Shares around the globe are consolidating and there could possibly be extra losses forward, says Credit score Suisse’s Ray Farris.

The info is turning into “a lot choppier” as world development momentum approaches a peak, Farris, the agency’s South Asia CIO, instructed CNBC’s “Squawk Field Asia” on Wednesday.

“We’re most likely going right into a deeper correction in fairness markets globally,” Farris mentioned.

He mentioned, nonetheless, {that a} correction could current traders with a “nice alternative” after shares globally kicked off the 12 months with a robust begin.

By the tip of the primary quarter, the S&P 500 stateside jumped practically 6% from its last shut of 2020. In that very same interval, the pan-European Stoxx 600 surged round 7.66% whereas the Nikkei 225 in Japan gained 6.32% and Hong Kong’s Hold Seng index jumped 4.21%.
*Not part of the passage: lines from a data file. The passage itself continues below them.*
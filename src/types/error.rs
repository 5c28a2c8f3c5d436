//! Error types for fieldops
//!
//! Every route converts these into a JSON body with an `error` field.
//! Server-side variants never leak their detail to the client.

use hyper::StatusCode;

/// Main error type for fieldops operations
#[derive(Debug, thiserror::Error)]
pub enum FieldOpsError {
    #[error("Bad request: {0}")]
    BadRequest(String),

    #[error("Unauthorized: {0}")]
    Unauthorized(String),

    #[error("Forbidden: {0}")]
    Forbidden(String),

    #[error("Not found: {0}")]
    NotFound(String),

    #[error("Conflict: {0}")]
    Conflict(String),

    #[error("Database error: {0}")]
    Database(String),

    #[error("Storage error: {0}")]
    Storage(String),

    #[error("Authentication error: {0}")]
    Auth(String),

    #[error("Configuration error: {0}")]
    Config(String),

    #[error("HTTP error: {0}")]
    Http(String),

    #[error("Internal error: {0}")]
    Internal(String),
}

impl FieldOpsError {
    /// Convert error to HTTP status code
    pub fn status_code(&self) -> StatusCode {
        match self {
            Self::BadRequest(_) => StatusCode::BAD_REQUEST,
            Self::Unauthorized(_) => StatusCode::UNAUTHORIZED,
            Self::Forbidden(_) => StatusCode::FORBIDDEN,
            Self::NotFound(_) => StatusCode::NOT_FOUND,
            Self::Conflict(_) => StatusCode::CONFLICT,
            Self::Database(_) => StatusCode::INTERNAL_SERVER_ERROR,
            Self::Storage(_) => StatusCode::BAD_GATEWAY,
            Self::Auth(_) => StatusCode::UNAUTHORIZED,
            Self::Config(_) => StatusCode::INTERNAL_SERVER_ERROR,
            Self::Http(_) => StatusCode::BAD_REQUEST,
            Self::Internal(_) => StatusCode::INTERNAL_SERVER_ERROR,
        }
    }

    /// Message shown to clients. 5xx details stay in the server log.
    pub fn public_message(&self) -> String {
        match self {
            Self::BadRequest(m)
            | Self::Unauthorized(m)
            | Self::Forbidden(m)
            | Self::NotFound(m)
            | Self::Conflict(m)
            | Self::Auth(m)
            | Self::Http(m) => m.clone(),
            _ => "Internal server error".to_string(),
        }
    }
}

impl From<std::io::Error> for FieldOpsError {
    fn from(err: std::io::Error) -> Self {
        Self::Internal(err.to_string())
    }
}

impl From<serde_json::Error> for FieldOpsError {
    fn from(err: serde_json::Error) -> Self {
        Self::BadRequest(format!("Invalid JSON: {}", err))
    }
}

impl From<hyper::Error> for FieldOpsError {
    fn from(err: hyper::Error) -> Self {
        Self::Http(format!("Failed to read body: {}", err))
    }
}

impl From<mongodb::error::Error> for FieldOpsError {
    fn from(err: mongodb::error::Error) -> Self {
        Self::Database(err.to_string())
    }
}

impl From<bson::ser::Error> for FieldOpsError {
    fn from(err: bson::ser::Error) -> Self {
        Self::Database(format!("BSON serialization failed: {}", err))
    }
}

impl From<bson::de::Error> for FieldOpsError {
    fn from(err: bson::de::Error) -> Self {
        Self::Database(format!("BSON deserialization failed: {}", err))
    }
}

impl From<reqwest::Error> for FieldOpsError {
    fn from(err: reqwest::Error) -> Self {
        Self::Storage(err.to_string())
    }
}

impl From<jsonwebtoken::errors::Error> for FieldOpsError {
    fn from(err: jsonwebtoken::errors::Error) -> Self {
        Self::Unauthorized(format!("JWT error: {}", err))
    }
}

/// Result type alias for fieldops operations
pub type Result<T> = std::result::Result<T, FieldOpsError>;

#[cfg(test)]
mod tests {
    use super::*;

    #[test]
    fn test_status_codes() {
        assert_eq!(FieldOpsError::BadRequest("x".into()).status_code(), StatusCode::BAD_REQUEST);
        assert_eq!(FieldOpsError::Conflict("x".into()).status_code(), StatusCode::CONFLICT);
        assert_eq!(FieldOpsError::Forbidden("x".into()).status_code(), StatusCode::FORBIDDEN);
        assert_eq!(
            FieldOpsError::Database("x".into()).status_code(),
            StatusCode::INTERNAL_SERVER_ERROR
        );
    }

    #[test]
    fn test_internal_details_are_hidden() {
        let err = FieldOpsError::Database("connection reset by 10.0.0.4".into());
        assert_eq!(err.public_message(), "Internal server error");

        let err = FieldOpsError::NotFound("Assignment not found".into());
        assert_eq!(err.public_message(), "Assignment not found");
    }
}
“Our focus has been to not chase the market greater over the past couple of months,” Farris mentioned. “We have been very cautious to be caught at strategic weights for equities in portfolios as a result of we wish to have the sources to benefit from a correction.”

He defined that within the 30 years as much as 2019, “the common correction was about 14% however the common positive aspects from that trough of that correction had been 39%.” Farris mentioned in 2020 the S&P 500 noticed a median correction of about 9%, whereas the next positive aspects had been about 29%.

Markets in a whirlwind

Whereas many main markets posted robust first-quarter performances, equities have been risky in latest classes.